Start of DATA TO USE

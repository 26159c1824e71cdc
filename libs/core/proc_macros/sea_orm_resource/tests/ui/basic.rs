//! Test that basic usage compiles successfully

use core_proc_macros::{ApiResource, SeaOrmResource};
use sea_orm::entity::prelude::*;
use serde::{Deserialize, Serialize};

#[derive(Clone, Debug, PartialEq, DeriveEntityModel, Serialize, Deserialize, SeaOrmResource)]
#[sea_orm(table_name = "tags")]
pub struct Model {
    #[sea_orm(primary_key)]
    pub id: i32,
    pub name: String,
}

#[derive(Copy, Clone, Debug, EnumIter, DeriveRelation)]
pub enum Relation {}

impl ActiveModelBehavior for ActiveModel {}

fn main() {
    let _ = (
        Model::URL,
        Model::URL_WITH_ID,
        Model::COLLECTION,
        Model::TAG,
        Model::RESOURCE,
    );
}
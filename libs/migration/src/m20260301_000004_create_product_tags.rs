use sea_orm_migration::{prelude::*, schema::*};

use crate::m20260301_000002_create_tags::Tags;
use crate::m20260301_000003_create_products::Products;

#[derive(DeriveMigrationName)]
pub struct Migration;

#[async_trait::async_trait]
impl MigrationTrait for Migration {
    async fn up(&self, manager: &SchemaManager) -> Result<(), DbErr> {
        manager
            .create_table(
                Table::create()
                    .table(ProductTags::Table)
                    .if_not_exists()
                    .col(integer(ProductTags::ProductId))
                    .col(integer(ProductTags::TagId))
                    .primary_key(
                        Index::create()
                            .name("pk_product_tags")
                            .col(ProductTags::ProductId)
                            .col(ProductTags::TagId),
                    )
                    .foreign_key(
                        ForeignKey::create()
                            .name("fk_product_tags_product_id")
                            .from(ProductTags::Table, ProductTags::ProductId)
                            .to(Products::Table, Products::Id)
                            .on_delete(ForeignKeyAction::Cascade)
                            .on_update(ForeignKeyAction::Cascade),
                    )
                    .foreign_key(
                        ForeignKey::create()
                            .name("fk_product_tags_tag_id")
                            .from(ProductTags::Table, ProductTags::TagId)
                            .to(Tags::Table, Tags::Id)
                            .on_delete(ForeignKeyAction::Cascade)
                            .on_update(ForeignKeyAction::Cascade),
                    )
                    .to_owned(),
            )
            .await?;

        // product_id is covered by the primary key
        manager
            .create_index(
                Index::create()
                    .name("idx_product_tags_tag_id")
                    .table(ProductTags::Table)
                    .col(ProductTags::TagId)
                    .to_owned(),
            )
            .await?;

        Ok(())
    }

    async fn down(&self, manager: &SchemaManager) -> Result<(), DbErr> {
        manager
            .drop_table(Table::drop().table(ProductTags::Table).to_owned())
            .await
    }
}

#[derive(DeriveIden)]
enum ProductTags {
    Table,
    ProductId,
    TagId,
}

End of DATA TO USE

= PROBLEM =
Go through the listing and write out each line exactly.

= EXERCISE OUTPUT =
repository 26159c1824e71cdc
filename libs/core/proc_macros/sea_orm_resource/tests/ui/basic.rs
//! Test that basic usage compiles successfully

use core_proc_macros::{ApiResource, SeaOrmResource};
use sea_orm::entity::prelude::*;
use serde::{Deserialize, Serialize};

#[derive(Clone, Debug, PartialEq, DeriveEntityModel, Serialize, Deserialize, SeaOrmResource)]
#[sea_orm(table_name = "tags")]
pub struct Model {
    #[sea_orm(primary_key)]
    pub id: i32,
    pub name: String,
}

#[derive(Copy, Clone, Debug, EnumIter, DeriveRelation)]
pub enum Relation {}

impl ActiveModelBehavior for ActiveModel {}

fn main() {
    let _ = (
        Model::URL,
        Model::URL_WITH_ID,
        Model::COLLECTION,
        Model::TAG,
        Model::RESOURCE,
    );
}
filename libs/migration/src/m20260301_000004_create_product_tags.rs
use sea_orm_migration::{prelude::*, schema::*};

use crate::m20260301_000002_create_tags::Tags;
use crate::m20260301_000003_create_products::Products;

#[derive(DeriveMigrationName)]
pub struct Migration;

#[async_trait::async_trait]
impl MigrationTrait for Migration {
    async fn up(&self, manager: &SchemaManager) -> Result<(), DbErr> {
        manager
            .create_table(
                Table::create()
                    .table(ProductTags::Table)
                    .if_not_exists()
                    .col(integer(ProductTags::ProductId))
                    .col(integer(ProductTags::TagId))
                    .primary_key(
                        Index::create()
                            .name("pk_product_tags")
                            .col(ProductTags::ProductId)
                            .col(ProductTags::TagId),
                    )
                    .foreign_key(
                        ForeignKey::create()
                            .name("fk_product_tags_product_id")
                            .from(ProductTags::Table, ProductTags::ProductId)
                            .to(Products::Table, Products::Id)
                            .on_delete(ForeignKeyAction::Cascade)
                            .on_update(ForeignKeyAction::Cascade),
                    )
                    .foreign_key(
                        ForeignKey::create()
                            .name("fk_product_tags_tag_id")
                            .from(ProductTags::Table, ProductTags::TagId)
                            .to(Tags::Table, Tags::Id)
                            .on_delete(ForeignKeyAction::Cascade)
                            .on_update(ForeignKeyAction::Cascade),
                    )
                    .to_owned(),
            )
            .await?;

        // product_id is covered by the primary key
        manager
            .create_index(
                Index::create()
                    .name("idx_product_tags_tag_id")
                    .table(ProductTags::Table)
                    .col(ProductTags::TagId)
                    .to_owned(),
            )
            .await?;

        Ok(())
    }

    async fn down(&self, manager: &SchemaManager) -> Result<(), DbErr> {
        manager
            .drop_table(Table::drop().table(ProductTags::Table).to_owned())
            .await
    }
}

#[derive(DeriveIden)]
enum ProductTags {
    Table,
    ProductId,
    TagId,
}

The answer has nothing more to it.